- **Task description**
Give back only the lines in the records below from the one with "use crate::entry::ReferenceEntry;" to the one with "pub fn entry_mut(&mut", both inclusive, word for word.
◇ ◇ ◇ ◇ ◇ ◇ ◇
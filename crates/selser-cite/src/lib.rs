/*
 * lib.rs
 * Copyright (c) 2025 Posit, PBC
 *
 * Citation and reference list processing for selser documents.
 */

//! Citations and reference lists.
//!
//! Turns sealed citation markers into numbered citation links and renders
//! the reference lists they point at. One transformation runs three passes
//! over a document, sharing one [`ReferenceRegistry`]:
//!
//! 1. [`process_references`] resolves every marker and renders every
//!    author-placed list.
//! 2. [`insert_missing_references`] appends a list for each group whose
//!    citations no author list picked up.
//! 3. [`flush_deferred_errors`] attaches errors to citation links that live
//!    in HTML embedded in data attributes.
//!
//! Misused citations (a reused name with different content, a definition
//! without a name) never stop the transformation. They are recorded in the
//! `data-mw.errors` of the node concerned and pushed to the document's
//! diagnostic sink.
//!
//! # Example
//!
//! ```rust
//! use selser_cite::{CiteConfig, ReferenceRegistry, cite_extensions};
//! use selser_dom::Document;
//!
//! let mut doc = Document::from_html(
//!     r#"<p>Claim<sup typeof="mw:DOMFragment/sealed/ref" data-parsoid='{"html":"mwf0"}'></sup></p>"#,
//! ).unwrap();
//! doc.put_fragment_html(
//!     "mwf0",
//!     r#"<sup data-mw='{"name":"ref","body":{"extsrc":"Source"}}'>Source</sup>"#,
//! ).unwrap();
//!
//! let extensions = cite_extensions();
//! let mut registry = ReferenceRegistry::new(CiteConfig::default());
//! selser_cite::process_references(&mut doc, &extensions, &mut registry).unwrap();
//! selser_cite::insert_missing_references(&mut doc, &mut registry);
//! selser_cite::flush_deferred_errors(&mut doc, &extensions, &registry);
//!
//! let html = doc.inner_html(doc.root());
//! assert!(html.contains(r#"<span class="mw-reflink-text">[1]</span>"#));
//! assert!(html.contains("Source</span></li>"));
//! ```

pub mod config;
pub mod entry;
pub mod error;
pub mod extractor;
pub mod flush;
pub mod group;
pub mod handlers;
pub mod registry;
pub mod render;
pub mod report;

pub use config::{CiteConfig, ConfigError};
pub use entry::{Direction, ReferenceEntry};
pub use error::{CiteError, Result};
pub use extractor::process_references;
pub use flush::flush_deferred_errors;
pub use group::ReferenceGroup;
pub use handlers::{ReferencesTagHandler, RefTagHandler, cite_extensions, register_cite_handlers};
pub use registry::{ContextFrame, ExtractionState, ReferenceRegistry, normalize_key};
pub use render::{ReferencesOptions, create_references, insert_missing_references};
pub use report::{RefError, RefErrorKind, add_errors_to_node};
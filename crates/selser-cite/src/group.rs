/*
 * group.rs
 * Copyright (c) 2025 Posit, PBC
 *
 * A named group of reference entries and its list rendering.
 */

use crate::entry::ReferenceEntry;
use indexmap::IndexMap;
use selser_dom::{Document, NodeId};

/// The entries of one group, numbered in the order they were first
/// resolved.
#[derive(Debug, Clone, Default, PartialEq, Eq)]
pub struct ReferenceGroup {
    pub name: String,
    entries: Vec<ReferenceEntry>,
    /// Named entries only; anonymous entries are reachable by position.
    index_by_name: IndexMap<String, usize>,
}

impl ReferenceGroup {
    pub fn new(name: impl Into<String>) -> Self {
        Self {
            name: name.into(),
            ..Self::default()
        }
    }

    pub fn entries(&self) -> &[ReferenceEntry] {
        &self.entries
    }

    pub fn len(&self) -> usize {
        self.entries.len()
    }

    pub fn is_empty(&self) -> bool {
        self.entries.is_empty()
    }

    /// Position of the entry named `name`.
    pub fn position(&self, name: &str) -> Option<usize> {
        self.index_by_name.get(name).copied()
    }

    pub fn get(&self, name: &str) -> Option<&ReferenceEntry> {
        self.position(name).and_then(|i| self.entries.get(i))
    }

    pub fn entry(&self, index: usize) -> Option<&ReferenceEntry> {
        self.entries.get(index)
    }

    pub fn entry_mut(&mut self, index: usize) -> Option<&mut ReferenceEntry> {
        self.entries.get_mut(index)
    }

    /// Append `entry`, indexing it by name if it has one. Returns its
    /// position.
    pub(crate) fn push(&mut self, entry: ReferenceEntry) -> usize {
        let position = self.entries.len();
        if entry.is_named() {
            self.index_by_name.insert(entry.name.clone(), position);
        }
        self.entries.push(entry);
        position
    }

    /// Append the list item for `entry` to `refs_list`.
    ///
    /// The entry's content is moved out of the content store, which is then
    /// released.
    pub fn render_line(
        &self,
        doc: &mut Document,
        refs_list: NodeId,
        entry: &ReferenceEntry,
        page_uri: &str,
    ) {
        let li = doc.create_element("li");
        doc.set_attr(li, "about", format!("#{}", entry.target));
        doc.set_attr(li, "id", entry.target.as_str());
        if let Some(class) = entry.dir.css_class() {
            doc.set_attr(li, "class", class);
        }

        let text_span = doc.create_element("span");
        doc.set_attr(text_span, "id", format!("mw-reference-text-{}", entry.target));
        doc.set_attr(text_span, "class", "mw-reference-text");
        if let Some(content_id) = &entry.content_id {
            let content = doc.fragment(content_id).and_then(|f| doc.first_child(f));
            if let Some(content) = content {
                doc.migrate_children(content, text_span);
            }
            doc.clear_fragment(content_id);
        }

        if let [only] = entry.linkbacks.as_slice() {
            let target = entry.id.as_deref().unwrap_or(only);
            let a = self.create_linkback(doc, page_uri, target, "↑");
            doc.set_attr(a, "rel", "mw:referencedBy");
            doc.append_child(li, a);
        } else {
            let span = doc.create_element("span");
            doc.set_attr(span, "rel", "mw:referencedBy");
            for (i, lb) in entry.linkbacks.iter().enumerate() {
                let a = self.create_linkback(doc, page_uri, lb, &(i + 1).to_string());
                doc.append_child(span, a);
            }
            doc.append_child(li, span);
        }

        let space = doc.create_text(" ");
        doc.append_child(li, space);
        doc.append_child(li, text_span);

        doc.append_child(refs_list, li);
        let newline = doc.create_text("\n");
        doc.append_child(refs_list, newline);
    }

    fn create_linkback(&self, doc: &mut Document, page_uri: &str, target: &str, text: &str) -> NodeId {
        let a = doc.create_element("a");
        doc.set_attr(a, "href", format!("{}#{}", page_uri, target));
        if !self.name.is_empty() {
            doc.set_attr(a, "data-mw-group", self.name.as_str());
        }
        let span = doc.create_element("span");
        doc.set_attr(span, "class", "mw-linkback-text");
        let label = doc.create_text(format!("{} ", text));
        doc.append_child(span, label);
        doc.append_child(a, span);
        a
    }
}
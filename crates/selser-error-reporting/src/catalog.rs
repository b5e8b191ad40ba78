//! Error code catalog and lookup.
//!
//! This module provides access to the centralized error catalog, which maps
//! error codes (like "C-2-3") to their metadata (title, message template, etc.).

use once_cell::sync::Lazy;
use serde::{Deserialize, Serialize};
use std::collections::HashMap;

/// Metadata for an error code.
#[derive(Debug, Clone, Serialize, Deserialize, PartialEq, Eq)]
pub struct ErrorCodeInfo {
    /// Subsystem name (e.g., "cite", "dom")
    pub subsystem: String,

    /// Short title for the error
    pub title: String,

    /// Default message template
    pub message_template: String,

    /// URL to documentation (optional)
    #[serde(skip_serializing_if = "Option::is_none")]
    pub docs_url: Option<String>,

    /// When this error was introduced (version)
    pub since_version: String,
}

/// Global error catalog, embedded at compile time and parsed on first use.
///
/// # Panics
///
/// Panics if the embedded JSON is invalid. This should only happen during
/// development if someone manually edits the catalog incorrectly.
pub static ERROR_CATALOG: Lazy<HashMap<String, ErrorCodeInfo>> = Lazy::new(|| {
    let json_data = include_str!("../error_catalog.json");
    serde_json::from_str(json_data).expect("Invalid error catalog JSON - this is a bug")
});

/// Look up error code information.
///
/// # Example
///
/// ```
/// use selser_error_reporting::catalog::get_error_info;
///
/// let info = get_error_info("C-2-3").unwrap();
/// assert_eq!(info.subsystem, "cite");
/// ```
pub fn get_error_info(code: &str) -> Option<&ErrorCodeInfo> {
    ERROR_CATALOG.get(code)
}

/// Get documentation URL for an error code.
pub fn get_docs_url(code: &str) -> Option<&str> {
    ERROR_CATALOG
        .get(code)
        .and_then(|info| info.docs_url.as_deref())
}

/// Get the subsystem name for an error code.
pub fn get_subsystem(code: &str) -> Option<&str> {
    ERROR_CATALOG.get(code).map(|info| info.subsystem.as_str())
}

#[cfg(test)]
mod tests {
    use super::*;

    #[test]
    fn test_catalog_loads() {
        assert!(!ERROR_CATALOG.is_empty());
    }

    #[test]
    fn test_internal_error_exists() {
        let info = get_error_info("C-0-1").unwrap();
        assert_eq!(info.subsystem, "internal");
        assert_eq!(info.title, "Internal Error");
        assert!(info.docs_url.is_none());
    }

    #[test]
    fn test_get_subsystem() {
        assert_eq!(get_subsystem("C-1-1"), Some("cite"));
        assert_eq!(get_subsystem("C-4-1"), Some("dom"));
        assert_eq!(get_subsystem("C-999-999"), None);
    }

    #[test]
    fn test_nonexistent_code() {
        assert!(get_error_info("C-999-999").is_none());
        assert!(get_docs_url("C-999-999").is_none());
    }
}
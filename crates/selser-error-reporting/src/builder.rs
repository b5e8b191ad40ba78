//! Builder API for diagnostic messages.
//!
//! Provides a fluent interface with tidyverse-style methods:
//! `.problem()`, `.add_detail()`, `.add_info()`, `.add_hint()`.

use crate::diagnostic::{DetailItem, DetailKind, DiagnosticKind, DiagnosticMessage, MessageContent};
use selser_source_map::OffsetSpan;

/// Builder for [`DiagnosticMessage`].
///
/// # Example
///
/// ```
/// use selser_error_reporting::DiagnosticMessageBuilder;
///
/// let msg = DiagnosticMessageBuilder::error("Duplicate Key")
///     .with_code("C-2-3")
///     .problem("The name `smith` was defined twice with different content")
///     .add_info("The first definition is kept")
///     .build();
/// assert_eq!(msg.code.as_deref(), Some("C-2-3"));
/// assert_eq!(msg.details.len(), 1);
/// ```
#[derive(Debug, Clone)]
pub struct DiagnosticMessageBuilder {
    message: DiagnosticMessage,
}

impl DiagnosticMessageBuilder {
    pub fn new(kind: DiagnosticKind, title: impl Into<String>) -> Self {
        Self {
            message: DiagnosticMessage::new(kind, title),
        }
    }

    pub fn error(title: impl Into<String>) -> Self {
        Self::new(DiagnosticKind::Error, title)
    }

    pub fn warning(title: impl Into<String>) -> Self {
        Self::new(DiagnosticKind::Warning, title)
    }

    pub fn info(title: impl Into<String>) -> Self {
        Self::new(DiagnosticKind::Info, title)
    }

    /// Start from a catalog entry: code, title and problem come from the catalog.
    ///
    /// Unknown codes fall back to the internal error entry.
    pub fn from_catalog(kind: DiagnosticKind, code: &str) -> Self {
        match crate::catalog::get_error_info(code) {
            Some(info) => Self::new(kind, info.title.clone())
                .with_code(code)
                .problem(info.message_template.clone()),
            None => Self::new(kind, "Internal Error")
                .with_code("C-0-1")
                .problem(format!("Unknown diagnostic code `{}`", code)),
        }
    }

    pub fn with_code(mut self, code: impl Into<String>) -> Self {
        self.message.code = Some(code.into());
        self
    }

    /// Set the problem statement.
    pub fn problem(mut self, problem: impl Into<MessageContent>) -> Self {
        self.message.problem = Some(problem.into());
        self
    }

    /// Add an error detail (✖ bullet).
    pub fn add_detail(self, detail: impl Into<MessageContent>) -> Self {
        self.push_detail(DetailKind::Error, detail.into(), None)
    }

    /// Add an error detail pointing at a source range.
    pub fn add_detail_at(self, detail: impl Into<MessageContent>, location: OffsetSpan) -> Self {
        self.push_detail(DetailKind::Error, detail.into(), Some(location))
    }

    /// Add an info detail (ℹ bullet).
    pub fn add_info(self, info: impl Into<MessageContent>) -> Self {
        self.push_detail(DetailKind::Info, info.into(), None)
    }

    /// Add a note detail (plain bullet).
    pub fn add_note(self, note: impl Into<MessageContent>) -> Self {
        self.push_detail(DetailKind::Note, note.into(), None)
    }

    /// Add a hint. Hints should end with a question mark.
    pub fn add_hint(mut self, hint: impl Into<MessageContent>) -> Self {
        self.message.hints.push(hint.into());
        self
    }

    pub fn with_location(mut self, location: OffsetSpan) -> Self {
        self.message.location = Some(location);
        self
    }

    /// Like [`with_location`](Self::with_location), ignoring `None`.
    pub fn with_optional_location(mut self, location: Option<OffsetSpan>) -> Self {
        if location.is_some() {
            self.message.location = location;
        }
        self
    }

    pub fn build(self) -> DiagnosticMessage {
        self.message
    }

    fn push_detail(
        mut self,
        kind: DetailKind,
        content: MessageContent,
        location: Option<OffsetSpan>,
    ) -> Self {
        self.message.details.push(DetailItem {
            kind,
            content,
            location,
        });
        self
    }
}

#[cfg(test)]
mod tests {
    use super::*;

    #[test]
    fn test_builder_full() {
        let msg = DiagnosticMessageBuilder::error("Incompatible types")
            .with_code("C-0-1")
            .problem("Cannot combine these values")
            .add_detail("Left side is a string")
            .add_info("Right side is a number")
            .add_note("Both came from the same list")
            .add_hint("Convert first?")
            .build();

        assert_eq!(msg.kind, DiagnosticKind::Error);
        assert_eq!(msg.details.len(), 3);
        assert_eq!(msg.details[0].kind, DetailKind::Error);
        assert_eq!(msg.details[1].kind, DetailKind::Info);
        assert_eq!(msg.details[2].kind, DetailKind::Note);
        assert_eq!(msg.hints.len(), 1);
    }

    #[test]
    fn test_builder_text_output() {
        let msg = DiagnosticMessageBuilder::warning("Numeric Key")
            .with_code("C-3-1")
            .problem("`1` is a number")
            .add_detail("Names must contain a letter")
            .add_hint("Rename it?")
            .build();
        assert_eq!(
            msg.to_text(None),
            "Warning [C-3-1]: Numeric Key\n`1` is a number\n✖ Names must contain a letter\n? Rename it?\n"
        );
    }

    #[test]
    fn test_from_catalog() {
        let msg = DiagnosticMessageBuilder::from_catalog(DiagnosticKind::Error, "C-2-3").build();
        assert_eq!(msg.title, "Duplicate Key With Different Content");
        assert_eq!(msg.code.as_deref(), Some("C-2-3"));
        assert!(msg.problem.is_some());
    }

    #[test]
    fn test_from_catalog_unknown_code() {
        let msg = DiagnosticMessageBuilder::from_catalog(DiagnosticKind::Error, "C-9-9").build();
        assert_eq!(msg.code.as_deref(), Some("C-0-1"));
    }

    #[test]
    fn test_optional_location() {
        let msg = DiagnosticMessageBuilder::error("x")
            .with_optional_location(None)
            .build();
        assert!(msg.location.is_none());
        let span = OffsetSpan::new(0, 3, 0, 0);
        let msg = DiagnosticMessageBuilder::error("x")
            .with_optional_location(Some(span))
            .build();
        assert_eq!(msg.location, Some(span));
    }
}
◇ ◇ ◇ ◇ ◇ ◇ ◇
- **Task response**
use crate::entry::ReferenceEntry;
use indexmap::IndexMap;
use selser_dom::{Document, NodeId};

/// The entries of one group, numbered in the order they were first
/// resolved.
#[derive(Debug, Clone, Default, PartialEq, Eq)]
pub struct ReferenceGroup {
    pub name: String,
    entries: Vec<ReferenceEntry>,
    /// Named entries only; anonymous entries are reachable by position.
    index_by_name: IndexMap<String, usize>,
}

impl ReferenceGroup {
    pub fn new(name: impl Into<String>) -> Self {
        Self {
            name: name.into(),
            ..Self::default()
        }
    }

    pub fn entries(&self) -> &[ReferenceEntry] {
        &self.entries
    }

    pub fn len(&self) -> usize {
        self.entries.len()
    }

    pub fn is_empty(&self) -> bool {
        self.entries.is_empty()
    }

    /// Position of the entry named `name`.
    pub fn position(&self, name: &str) -> Option<usize> {
        self.index_by_name.get(name).copied()
    }

    pub fn get(&self, name: &str) -> Option<&ReferenceEntry> {
        self.position(name).and_then(|i| self.entries.get(i))
    }

    pub fn entry(&self, index: usize) -> Option<&ReferenceEntry> {
        self.entries.get(index)
    }

    pub fn entry_mut(&mut self, index: usize) -> Option<&mut ReferenceEntry> {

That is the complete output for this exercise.